=== SOURCE MATERIAL ===

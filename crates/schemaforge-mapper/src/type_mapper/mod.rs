//! Field type mapping.
//!
//! [`TypeMapper::map`] turns one field descriptor into its final validation
//! expression plus the metadata the composer aggregates. Mapping is total:
//! every internal failure degrades to the configured permissive expression
//! with a warning.
//!
//! Per field, in order:
//!
//! 1. extract directives from the field documentation;
//! 2. a full-replacement directive short-circuits type dispatch;
//! 3. a structure directive replaces the base type, otherwise the field kind
//!    is dispatched to its strategy;
//! 4. list fields are wrapped in `z.array(...)`;
//! 5. chain directives are merged;
//! 6. the optionality modifier is appended;
//! 7. documentation and provider notes are attached.

mod bytes;
mod datetime;
mod decimal;
mod json;
mod scalar;

use std::collections::BTreeSet;

use serde_json::Value;

use schemaforge_core::{
    Directive, EntityKind, Error, Expr, Extraction, FieldContext, FieldDescriptor, FieldKind,
    GeneratorConfig, Import, Modifier, ModelDescriptor, Result, ScalarKind, regex_literal,
};

pub use bytes::{BASE64_PATTERN, HEX_PATTERN, base64_length};
pub use datetime::{DATE_PATTERN, ISO_DATETIME_PATTERN, ISO_DATETIME_UTC_PATTERN};
pub use decimal::decimal_pattern;
pub use scalar::BIGINT_STRING_PATTERN;

use crate::context::MapperContext;
use crate::docs;
use crate::literal::structure_from_payload;
use crate::merge::merge_directives;
use crate::optionality::{self, OptionalityResult};

/// Everything the mapper produced for one field.
#[derive(Debug, Clone, PartialEq)]
pub struct FieldMappingResult {
    /// Final expression, optionality included.
    pub expression: Expr,
    pub imports: BTreeSet<Import>,
    /// Validation and annotation notes.
    pub notes: Vec<String>,
    pub warnings: Vec<String>,
    /// The expression transforms its input or checks class instances.
    pub requires_special_handling: bool,
    /// Description text left after directive extraction.
    pub description: Option<String>,
    /// Generated documentation block.
    pub documentation: Option<String>,
    pub database_notes: Vec<String>,
    pub optionality: OptionalityResult,
    /// Number of directives that changed the expression.
    pub directives_applied: usize,
    /// The expression is the permissive fallback.
    pub is_fallback: bool,
}

/// Partial result of a per-kind strategy.
#[derive(Debug, Clone)]
pub(crate) struct TypeExpression {
    pub expr: Expr,
    pub imports: BTreeSet<Import>,
    pub notes: Vec<String>,
    pub warnings: Vec<String>,
    pub special: bool,
    pub fallback: bool,
}

impl TypeExpression {
    pub(crate) fn new(expr: Expr) -> Self {
        Self {
            expr,
            imports: BTreeSet::new(),
            notes: Vec::new(),
            warnings: Vec::new(),
            special: false,
            fallback: false,
        }
    }

    pub(crate) fn import(mut self, import: Import) -> Self {
        self.imports.insert(import);
        self
    }
}

/// `{ error: "..." }` (or `{ message: "..." }` for v3).
pub(crate) fn message_params(config: &GeneratorConfig, message: &str) -> String {
    format!(
        "{{ {}: {} }}",
        config.target.message_key(),
        Value::String(message.to_string())
    )
}

/// `.regex(/pattern/, { error: "..." })`, after compiling the pattern.
pub(crate) fn regex_modifier(
    pattern: &str,
    message: &str,
    config: &GeneratorConfig,
) -> Result<Modifier> {
    Ok(Modifier::new(
        "regex",
        format!(
            "{}, {}",
            regex_literal(pattern)?,
            message_params(config, message)
        ),
    ))
}

/// Maps field descriptors to validation expressions.
#[derive(Debug, Clone, Copy)]
pub struct TypeMapper<'a> {
    ctx: MapperContext<'a>,
}

impl<'a> TypeMapper<'a> {
    pub fn new(ctx: MapperContext<'a>) -> Self {
        Self { ctx }
    }

    /// Map `field` of `model`. Never fails.
    pub fn map(&self, field: &FieldDescriptor, model: &ModelDescriptor) -> FieldMappingResult {
        tracing::debug!(
            target: "schemaforge::mapper",
            model = %model.name,
            field = %field.name,
            type_name = %field.type_name,
            "Mapping field"
        );

        match self.try_map(field, model) {
            Ok(result) => result,
            Err(e) => {
                tracing::warn!(
                    target: "schemaforge::mapper",
                    model = %model.name,
                    field = %field.name,
                    error = %e,
                    "Field mapping failed, using fallback expression"
                );
                self.fallback(field, model, &e)
            }
        }
    }

    /// The permissive result substituted when mapping fails.
    pub fn fallback(
        &self,
        field: &FieldDescriptor,
        model: &ModelDescriptor,
        error: &Error,
    ) -> FieldMappingResult {
        let mut expression = Expr::call(self.ctx.config.fallback_expression());
        let optionality = optionality::resolve(field, model, self.ctx.config);
        if let Some(modifier) = &optionality.modifier {
            expression.push(modifier.clone());
        }
        FieldMappingResult {
            expression,
            imports: BTreeSet::from([Import::Zod]),
            notes: Vec::new(),
            warnings: vec![format!("{error}; using {}()", self.ctx.config.fallback_expression())],
            requires_special_handling: false,
            description: field.documentation.clone(),
            documentation: None,
            database_notes: Vec::new(),
            optionality,
            directives_applied: 0,
            is_fallback: true,
        }
    }

    fn try_map(
        &self,
        field: &FieldDescriptor,
        model: &ModelDescriptor,
    ) -> Result<FieldMappingResult> {
        let config = self.ctx.config;
        let mut warnings = Vec::new();
        let mut notes = Vec::new();

        let extraction = self.extract(field, model, &mut warnings);
        let Extraction {
            mut directives,
            description,
            ..
        } = extraction;

        let mut imports = BTreeSet::from([Import::Zod]);
        let mut special = false;
        let mut fallback = false;
        let mut applied = 0;

        let replacement = directives
            .iter()
            .position(|d| matches!(d, Directive::Replace(_)));

        let mut expression = if let Some(index) = replacement {
            let Directive::Replace(expr) = directives.remove(index) else {
                return Err(Error::annotation(&field.name, "replacement directive vanished"));
            };
            if !directives.is_empty() {
                notes.push(format!(
                    "{} directive(s) ignored after full replacement",
                    directives.len()
                ));
            }
            applied += 1;
            special = true;
            expr
        } else {
            let structure = directives.iter().find_map(|d| match d {
                Directive::Structure { payload, chain } => Some((payload, chain)),
                _ => None,
            });

            let (mut expr, from_structure) = match structure {
                Some((payload, chain)) => {
                    let mut expr = structure_from_payload(payload)?;
                    expr.extend(chain.iter().cloned());
                    applied += 1;
                    (expr, true)
                }
                None => {
                    let ty = self.map_kind(field, model)?;
                    imports.extend(ty.imports);
                    notes.extend(ty.notes);
                    warnings.extend(ty.warnings);
                    special = ty.special;
                    fallback = ty.fallback;
                    (ty.expr, false)
                }
            };

            if field.is_list && !(from_structure && expr.is_array()) {
                expr = Expr::array(expr);
            }

            match merge_directives(expr.clone(), &directives, field) {
                Ok(outcome) => {
                    applied += outcome.applied;
                    notes.extend(outcome.notes);
                    outcome.expression
                }
                Err(e) => {
                    tracing::warn!(
                        target: "schemaforge::mapper",
                        model = %model.name,
                        field = %field.name,
                        error = %e,
                        "Annotation merge failed, keeping generated expression"
                    );
                    warnings.push(format!("Annotation merge failed: {e}; directives ignored"));
                    expr
                }
            }
        };

        let optionality = optionality::resolve(field, model, config);
        if let Some(modifier) = &optionality.modifier {
            notes.extend(apply_optionality(&mut expression, modifier));
        }
        notes.extend(optionality.notes.iter().cloned());

        let documentation = Some(docs::field_documentation(
            field,
            description.as_deref(),
            &expression,
        ));
        let database_notes = if config.database_validation {
            docs::database_notes(field, config)
        } else {
            Vec::new()
        };

        Ok(FieldMappingResult {
            expression,
            imports,
            notes,
            warnings,
            requires_special_handling: special,
            description,
            documentation,
            database_notes,
            optionality,
            directives_applied: applied,
            is_fallback: fallback,
        })
    }

    fn extract(
        &self,
        field: &FieldDescriptor,
        model: &ModelDescriptor,
        warnings: &mut Vec<String>,
    ) -> Extraction {
        let Some(doc) = field
            .documentation
            .as_deref()
            .filter(|d| !d.trim().is_empty())
        else {
            return Extraction::default();
        };

        let context = FieldContext {
            model: model.name.clone(),
            field: field.name.clone(),
            type_name: field.type_name.clone(),
            is_optional: !field.is_required,
            is_list: field.is_list,
        };

        match self.ctx.annotations.extract_field(doc, &context) {
            Ok(extraction) => {
                for diagnostic in &extraction.diagnostics {
                    tracing::warn!(
                        target: "schemaforge::mapper",
                        model = %model.name,
                        field = %field.name,
                        diagnostic = %diagnostic,
                        "Ignoring malformed annotation"
                    );
                    warnings.push(format!("Annotation ignored: {diagnostic}"));
                }
                extraction
            }
            Err(e) => {
                tracing::warn!(
                    target: "schemaforge::mapper",
                    model = %model.name,
                    field = %field.name,
                    error = %e,
                    "Annotation extraction failed"
                );
                warnings.push(format!("Annotation extraction failed: {e}"));
                Extraction {
                    description: Some(doc.trim().to_string()),
                    ..Extraction::default()
                }
            }
        }
    }

    fn map_kind(&self, field: &FieldDescriptor, model: &ModelDescriptor) -> Result<TypeExpression> {
        let config = self.ctx.config;
        match &field.kind {
            FieldKind::Scalar(kind) => match kind {
                ScalarKind::Decimal => decimal::map_decimal(field, model, config),
                ScalarKind::DateTime => datetime::map_datetime(field, model, config),
                ScalarKind::Json => Ok(json::map_json(field, model, config)),
                ScalarKind::Bytes => bytes::map_bytes(field, model, config),
                _ => scalar::map_simple(*kind, field, model, config),
            },
            FieldKind::CustomScalar => scalar::map_custom(field, config),
            FieldKind::Enum => {
                if field.type_name.is_empty() {
                    return Err(Error::field_mapping(
                        &model.name,
                        &field.name,
                        "enum type name is empty",
                    ));
                }
                let (names, warning) = self
                    .ctx
                    .names_or_conventional(EntityKind::Enum, &field.type_name);
                let mut out = TypeExpression::new(Expr::reference(&names.schema_symbol))
                    .import(Import::Enum(names.schema_symbol));
                out.warnings.extend(warning);
                Ok(out)
            }
            FieldKind::Relation(info) => {
                if info.related_model.is_empty() {
                    return Err(Error::field_mapping(
                        &model.name,
                        &field.name,
                        "relation target is empty",
                    ));
                }
                let (names, warning) = self
                    .ctx
                    .names_or_conventional(EntityKind::Model, &info.related_model);
                let mut out = TypeExpression::new(Expr::deferred(&names.schema_symbol))
                    .import(Import::Model(names.schema_symbol));
                out.warnings.extend(warning);
                out.notes.push(format!(
                    "{:?} relation ({})",
                    info.role(),
                    info.kind(field.is_list).label()
                ));
                Ok(out)
            }
            FieldKind::Unsupported => {
                let mut out = TypeExpression::new(Expr::call(config.fallback_expression()));
                out.warnings.push(format!(
                    "Unsupported field kind for `{}` ({})",
                    field.name, field.type_name
                ));
                out.fallback = true;
                Ok(out)
            }
        }
    }
}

===

**YOUR TASK:** For the entries above, say how many lines contain the word "permissive", giving the number alone.

**RESPONSE:** 3